Worksheet III: Mixed Review Problems

I just need a quick refresher course in finding roots of equations.  On the third individual worksheet, on the first question, are you just looking for the factored answers to the equation?  I don't understand the problem fully. 

For the general review sheet, problem #1, you do the
same type of factoring, but you have to go the extra step and solve for the zeros (aka roots, solutions) of the polynomial equation.  To help you on that one, you factor by grouping (2/2 grouping), and then determine what makes each factor equal zero.  (The final answers should be 2i, - 2i, and -1/3 since it said to solve for all roots.)

On #10, I forget the formulas for finding the period and amplitude and couldn't find them in any textbooks...could you refresh my memory of them?  And on #16-18, I completely forget what I'm doing with those.  Can you help me get started on them?

On #10 for any sine or cosine function of the form y = A sin(Bx+C)+D, you can find the following:
Amplitude = |A|
Period = (2 PI)/B
Phase Shift = - C/B
Vertical Shift = D
For #16, you have to get sine by itself and then look-up (or hopefully know) what angles on the unit circle produce that coordinate value.  After solving for sinx = +/- SQRT(2)/2, what are the corresponding angles with those possible y-coordinate points?  #17, You should equal the equation to zero and then factor the trinomial.  #18, You should use the Sine Double Angle Identity, equal the equation to zero, and then factor what's common to solve. 
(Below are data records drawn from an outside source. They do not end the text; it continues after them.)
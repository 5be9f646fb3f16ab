//! Error types for rule set loading.

use std::path::PathBuf;

/// Result type alias for syntax operations.
pub type SyntaxResult<T> = std::result::Result<T, SyntaxError>;

/// Errors that can occur while loading a rule set.
///
/// Tokenization itself never fails; every error here is raised when a rule
/// set is built, so a broken language definition is caught once at load time.
#[derive(Debug, thiserror::Error)]
pub enum SyntaxError {
    /// The rule set document could not be parsed.
    #[error("malformed rule set document: {message}")]
    Document { message: String },

    /// A rule pattern failed to compile.
    #[error("rule {index} has an invalid pattern '{pattern}': {source}")]
    InvalidPattern {
        index: usize,
        pattern: String,
        #[source]
        source: Box<regex::Error>,
    },

    /// A rule references a format that the rule set does not define.
    #[error("rule {index} references unknown format '{format}'")]
    UnknownFormat { index: usize, format: String },

    /// A rule selects a capture group its pattern does not have.
    #[error("rule {index} selects group {group}, but its pattern has {available} groups")]
    InvalidGroup {
        index: usize,
        group: usize,
        available: usize,
    },

    /// The default format named by the document does not exist.
    #[error("default format '{format}' is not defined")]
    UnknownDefault { format: String },

    /// A format declares a color string that cannot be parsed.
    #[error("format '{format}' has an invalid color '{value}'")]
    InvalidColor { format: String, value: String },

    /// The rule set defines more formats than a format id can index.
    #[error("rule set defines {count} formats, at most {max} are supported")]
    TooManyFormats { count: usize, max: usize },

    /// Reading a rule set file failed.
    #[error("failed to read rule set '{path}': {source}")]
    Io {
        path: PathBuf,
        #[source]
        source: std::io::Error,
    },
}

impl SyntaxError {
    /// Create a document error.
    pub fn document(message: impl Into<String>) -> Self {
        Self::Document {
            message: message.into(),
        }
    }

    /// Create an invalid pattern error.
    pub fn invalid_pattern(index: usize, pattern: impl Into<String>, source: regex::Error) -> Self {
        Self::InvalidPattern {
            index,
            pattern: pattern.into(),
            source: Box::new(source),
        }
    }

    /// Create an unknown format error.
    pub fn unknown_format(index: usize, format: impl Into<String>) -> Self {
        Self::UnknownFormat {
            index,
            format: format.into(),
        }
    }

    /// Create an I/O error.
    pub fn io(path: impl Into<PathBuf>, source: std::io::Error) -> Self {
        Self::Io {
            path: path.into(),
            source,
        }
    }

    /// Index of the offending rule, if the error concerns a single rule.
    pub fn rule_index(&self) -> Option<usize> {
        match self {
            Self::InvalidPattern { index, .. }
            | Self::UnknownFormat { index, .. }
            | Self::InvalidGroup { index, .. } => Some(*index),
            _ => None,
        }
    }
}
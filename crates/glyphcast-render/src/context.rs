//! GPU context holding the device and queue.
//!
//! The [`GpuContext`] is created once by the application (or wrapped around
//! a device the host already owns) and passed explicitly to everything that
//! allocates or submits GPU work. There is no process-wide instance.

use tracing::{debug, info};

use crate::error::{RenderError, RenderResult};

/// Configuration options for [`GpuContext::new`].
#[derive(Debug, Clone)]
pub struct GraphicsConfig {
    /// Preferred GPU backends to use.
    pub backends: wgpu::Backends,
    /// Power preference for adapter selection.
    pub power_preference: wgpu::PowerPreference,
    /// Required device features.
    pub required_features: wgpu::Features,
    /// Required device limits.
    pub required_limits: wgpu::Limits,
    /// Enable debug validation layers.
    pub debug_validation: bool,
}

impl GraphicsConfig {
    /// Set the backends to choose an adapter from.
    pub fn with_backends(mut self, backends: wgpu::Backends) -> Self {
        self.backends = backends;
        self
    }

    /// Set the adapter power preference.
    pub fn with_power_preference(mut self, preference: wgpu::PowerPreference) -> Self {
        self.power_preference = preference;
        self
    }

    /// Enable or disable validation layers.
    pub fn with_debug_validation(mut self, enabled: bool) -> Self {
        self.debug_validation = enabled;
        self
    }
}

impl Default for GraphicsConfig {
    fn default() -> Self {
        Self {
            backends: wgpu::Backends::PRIMARY,
            power_preference: wgpu::PowerPreference::HighPerformance,
            required_features: wgpu::Features::empty(),
            required_limits: if cfg!(target_arch = "wasm32") {
                wgpu::Limits::downlevel_webgl2_defaults()
            } else {
                wgpu::Limits::default()
            },
            debug_validation: cfg!(debug_assertions),
        }
    }
}

/// Device and queue shared by every pass.
pub struct GpuContext {
    instance: Option<wgpu::Instance>,
    adapter: Option<wgpu::Adapter>,
    device: wgpu::Device,
    queue: wgpu::Queue,
}

impl GpuContext {
    /// Create an instance, pick an adapter and request a device.
    ///
    /// No surface is required, so the context works headless.
    ///
    /// # Errors
    ///
    /// Returns [`RenderError::NoAdapter`] when no adapter matches and
    /// [`RenderError::DeviceRequest`] when device creation fails.
    pub fn new(config: &GraphicsConfig) -> RenderResult<Self> {
        let instance_flags = if config.debug_validation {
            wgpu::InstanceFlags::debugging()
        } else {
            wgpu::InstanceFlags::empty()
        };

        let instance = wgpu::Instance::new(&wgpu::InstanceDescriptor {
            backends: config.backends,
            flags: instance_flags,
            ..Default::default()
        });

        info!(
            target: "glyphcast_render::context",
            backends = ?config.backends,
            "created wgpu instance"
        );

        let adapter = pollster::block_on(instance.request_adapter(&wgpu::RequestAdapterOptions {
            power_preference: config.power_preference,
            compatible_surface: None,
            force_fallback_adapter: false,
        }))
        .ok_or(RenderError::NoAdapter)?;

        let adapter_info = adapter.get_info();
        info!(
            target: "glyphcast_render::context",
            name = adapter_info.name,
            backend = ?adapter_info.backend,
            device_type = ?adapter_info.device_type,
            "selected graphics adapter"
        );

        let (device, queue) = pollster::block_on(adapter.request_device(
            &wgpu::DeviceDescriptor {
                label: Some("glyphcast-device"),
                required_features: config.required_features,
                required_limits: config.required_limits.clone(),
                memory_hints: wgpu::MemoryHints::Performance,
            },
            None,
        ))?;

        debug!(
            target: "glyphcast_render::context",
            "created graphics device and queue"
        );

        Ok(Self {
            instance: Some(instance),
            adapter: Some(adapter),
            device,
            queue,
        })
    }

    /// Wrap a device and queue created by the host application.
    pub fn from_device(device: wgpu::Device, queue: wgpu::Queue) -> Self {
        Self {
            instance: None,
            adapter: None,
            device,
            queue,
        }
    }

    /// Get the logical device.
    pub fn device(&self) -> &wgpu::Device {
        &self.device
    }

    /// Get the command queue.
    pub fn queue(&self) -> &wgpu::Queue {
        &self.queue
    }

    /// The wgpu instance, if this context created it.
    pub fn instance(&self) -> Option<&wgpu::Instance> {
        self.instance.as_ref()
    }

    /// The adapter, if this context selected it.
    pub fn adapter(&self) -> Option<&wgpu::Adapter> {
        self.adapter.as_ref()
    }

    /// Largest 2D texture dimension the device accepts.
    pub fn max_texture_dimension(&self) -> u32 {
        self.device.limits().max_texture_dimension_2d
    }

    /// Poll the device for completed work.
    pub fn poll(&self, maintain: wgpu::Maintain) -> wgpu::MaintainResult {
        self.device.poll(maintain)
    }
}

impl std::fmt::Debug for GpuContext {
    fn fmt(&self, f: &mut std::fmt::Formatter<'_>) -> std::fmt::Result {
        let mut s = f.debug_struct("GpuContext");
        if let Some(adapter) = &self.adapter {
            let info = adapter.get_info();
            s.field("adapter", &info.name)
                .field("backend", &info.backend)
                .field("device_type", &info.device_type);
        }
        s.finish_non_exhaustive()
    }
}

#[cfg(test)]
mod tests {
    use super::*;

    #[test]
    fn test_graphics_config_default() {
        let config = GraphicsConfig::default();
        assert_eq!(config.backends, wgpu::Backends::PRIMARY);
        assert_eq!(config.power_preference, wgpu::PowerPreference::HighPerformance);
        assert!(config.required_features.is_empty());
    }

    #[test]
    fn test_graphics_config_builder() {
        let config = GraphicsConfig::default()
            .with_backends(wgpu::Backends::VULKAN)
            .with_power_preference(wgpu::PowerPreference::LowPower)
            .with_debug_validation(false);
        assert_eq!(config.backends, wgpu::Backends::VULKAN);
        assert_eq!(config.power_preference, wgpu::PowerPreference::LowPower);
        assert!(!config.debug_validation);
    }

    #[test]
    #[ignore = "requires GPU"]
    fn test_context_creation() {
        let ctx = GpuContext::new(&GraphicsConfig::default()).unwrap();
        assert!(ctx.adapter().is_some());
        assert!(ctx.max_texture_dimension() >= 2048);
    }
}
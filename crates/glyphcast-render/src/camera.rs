//! Orbit camera for point markers placed in world space.
//!
//! The camera orbits a target point at a distance. Angles are in degrees.
//! Projections use wgpu's 0..1 depth range, so no clip-space correction is
//! needed before the matrix reaches the point shader.

use glam::{Mat4, Vec3};

/// Near clip plane distance.
pub const CAMERA_NEAR: f32 = 0.1;
/// Far clip plane distance.
pub const CAMERA_FAR: f32 = 1000.0;

/// Projection used by a [`Camera`].
#[derive(Debug, Clone, Copy, PartialEq, Eq)]
pub enum Projection {
    Perspective,
    /// Parallel projection sized so the target plane matches what the
    /// perspective projection would show at the current distance.
    Orthographic,
}

/// Axis-aligned views for [`Camera::orthogonal`].
#[derive(Debug, Clone, Copy, PartialEq, Eq)]
pub enum OrthogonalDirection {
    Front,
    Right,
    Top,
}

/// Orbit camera.
#[derive(Debug, Clone, PartialEq)]
pub struct Camera {
    /// Point the camera orbits and looks at.
    pub target: Vec3,
    pub pitch: f32,
    pub yaw: f32,
    pub roll: f32,
    /// Distance from the target along the view axis.
    pub distance: f32,
    /// Vertical field of view in degrees.
    pub fov_y: f32,
    pub projection: Projection,
    pub min_distance: f32,
    pub max_distance: f32,
    aspect_ratio: f32,
}

impl Default for Camera {
    fn default() -> Self {
        Self {
            target: Vec3::new(0.0, 1.0, 4.0),
            pitch: 0.0,
            yaw: 0.0,
            roll: 0.0,
            distance: 5.0,
            fov_y: 45.0,
            projection: Projection::Perspective,
            min_distance: 5.0,
            max_distance: 1500.0,
            aspect_ratio: 1.0,
        }
    }
}

impl Camera {
    pub fn new() -> Self {
        Self::default()
    }

    /// Set the target point.
    pub fn with_target(mut self, target: Vec3) -> Self {
        self.target = target;
        self
    }

    /// Set the distance, clamped to the distance limits.
    pub fn with_distance(mut self, distance: f32) -> Self {
        self.distance = distance.clamp(self.min_distance, self.max_distance);
        self
    }

    pub fn with_projection(mut self, projection: Projection) -> Self {
        self.projection = projection;
        self
    }

    /// Width over height of the viewport.
    pub fn aspect_ratio(&self) -> f32 {
        self.aspect_ratio
    }

    /// Update the aspect ratio from a viewport size.
    ///
    /// An empty viewport gives 1.0 so the projection stays finite.
    pub fn set_aspect_ratio(&mut self, width: u32, height: u32) {
        self.aspect_ratio = if width == 0 || height == 0 {
            1.0
        } else {
            width as f32 / height as f32
        };
    }

    /// Rotation applied after moving the target to the origin.
    pub fn rotation(&self) -> Mat4 {
        Mat4::from_rotation_x(self.pitch.to_radians())
            * Mat4::from_rotation_y(self.yaw.to_radians())
            * Mat4::from_rotation_z(self.roll.to_radians())
    }

    /// World to view transform.
    pub fn view(&self) -> Mat4 {
        Mat4::from_translation(Vec3::new(0.0, 0.0, -self.distance))
            * self.rotation()
            * Mat4::from_translation(-self.target)
    }

    /// View to clip transform for the current aspect ratio.
    pub fn projection_matrix(&self) -> Mat4 {
        match self.projection {
            Projection::Perspective => Mat4::perspective_rh(
                self.fov_y.to_radians(),
                self.aspect_ratio,
                CAMERA_NEAR,
                CAMERA_FAR,
            ),
            Projection::Orthographic => {
                let half = (self.fov_y.to_radians() / 2.0).tan() * self.distance.abs();
                // The shorter side spans the full half-extent.
                let (half_w, half_h) = if self.aspect_ratio >= 1.0 {
                    (half * self.aspect_ratio, half)
                } else {
                    (half, half / self.aspect_ratio)
                };
                Mat4::orthographic_rh(-half_w, half_w, -half_h, half_h, CAMERA_NEAR, CAMERA_FAR)
            }
        }
    }

    /// Combined world to clip transform, usable as a point MVP.
    pub fn view_projection(&self) -> Mat4 {
        self.projection_matrix() * self.view()
    }

    /// Move toward or away from the target, within the distance limits.
    pub fn dolly(&mut self, amount: f32) {
        self.distance = (self.distance + amount).clamp(self.min_distance, self.max_distance);
    }

    /// Orbit around the target by a pointer delta in pixels.
    ///
    /// Orbiting always switches back to a perspective projection.
    pub fn orbit(&mut self, dx: f32, dy: f32) {
        self.projection = Projection::Perspective;
        self.yaw -= dx * 0.5;
        self.pitch = (self.pitch - dy * 0.5).clamp(-89.0, 89.0);
    }

    /// Move the target in screen space, scaled by the distance.
    pub fn pan(&mut self, dx: f32, dy: f32) {
        let speed = 0.01 * self.distance;
        let screen = Vec3::new(-dx * speed, dy * speed, 0.0);
        self.target += self.rotation().inverse().transform_vector3(screen);
    }

    /// Look along an axis with a parallel projection.
    pub fn orthogonal(&mut self, direction: OrthogonalDirection, opposite: bool) {
        self.projection = Projection::Orthographic;
        self.pitch = 0.0;
        self.yaw = 0.0;
        self.roll = 0.0;
        match direction {
            OrthogonalDirection::Front => self.yaw = if opposite { 180.0 } else { 0.0 },
            OrthogonalDirection::Right => self.yaw = if opposite { -90.0 } else { 90.0 },
            OrthogonalDirection::Top => self.pitch = if opposite { 90.0 } else { -90.0 },
        }
    }

    /// Orbit around `point` from now on, keeping the distance.
    pub fn focus(&mut self, point: Vec3) {
        self.target = point;
    }
}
I was just wondering if you could help start me off on 13, 14, and 15 of the mixed review because I have no idea how to do any of them.  Also, is the answer to number 2 of the mixed review: sq rt(x-3)/(x-3)?  Can you explain the difference between arccos and secant?

#13 - You are given that sin(theta) = -4/5 and the inequality tells you the angle lies in Quadrant III (so that you know the sign that should be on the various trig functions there).  You need to use the double angle identities to evaluate the three trig functions--check the back of your unit circle sheet for the identities to use.
#14 - To evaluate inverse trig functions, I usually rephrase the problem:  For what angle is cosine = -1/2?  Look on your circle sheet if you don't remember the specific values.
#15 - Rephrase: For what angle is cosecant equal to the value in the problem?
#2 - No, your answer is not correct.  To find the inverse of a function, swap the X and Y and solve this new equation for the Y variable.  The resulting expression will be your inverse function.
The difference between Arccos and Secant: 
Arccos is the same thing as Inverse Cosine and it is used to cancel out the cosine function when directly applied to each other.  Arccos(cos X) = X  or cos(Arccos X) = X
Evaluating inverse trig functions means you are finding the angle on the unit circle that has the given coordinate. 
Secant is the multiplicative reciprocal of cosine, or 1/cosine.  It cancels out the cosine function only when they are multiplied together:  secX * cosX = 1

Questions about the Multi-Section Graphing Packet

Section I      Section II      Section III      Section IV


Section I Questions

In Section I, since my calculator can't do logs of base 2, I'm having trouble with #10 which is f(x)=log2(x)... can I have a hint? 

#10:  Use change of base theorem: logb(x)=log(x)/log(b) to graph it.  You will type in y=log(x)/log(2) for that particular problem.

Also, with #14, which is f(x)=SQRT(a2 - x2), how do I work with the "a" variable and the "x" one?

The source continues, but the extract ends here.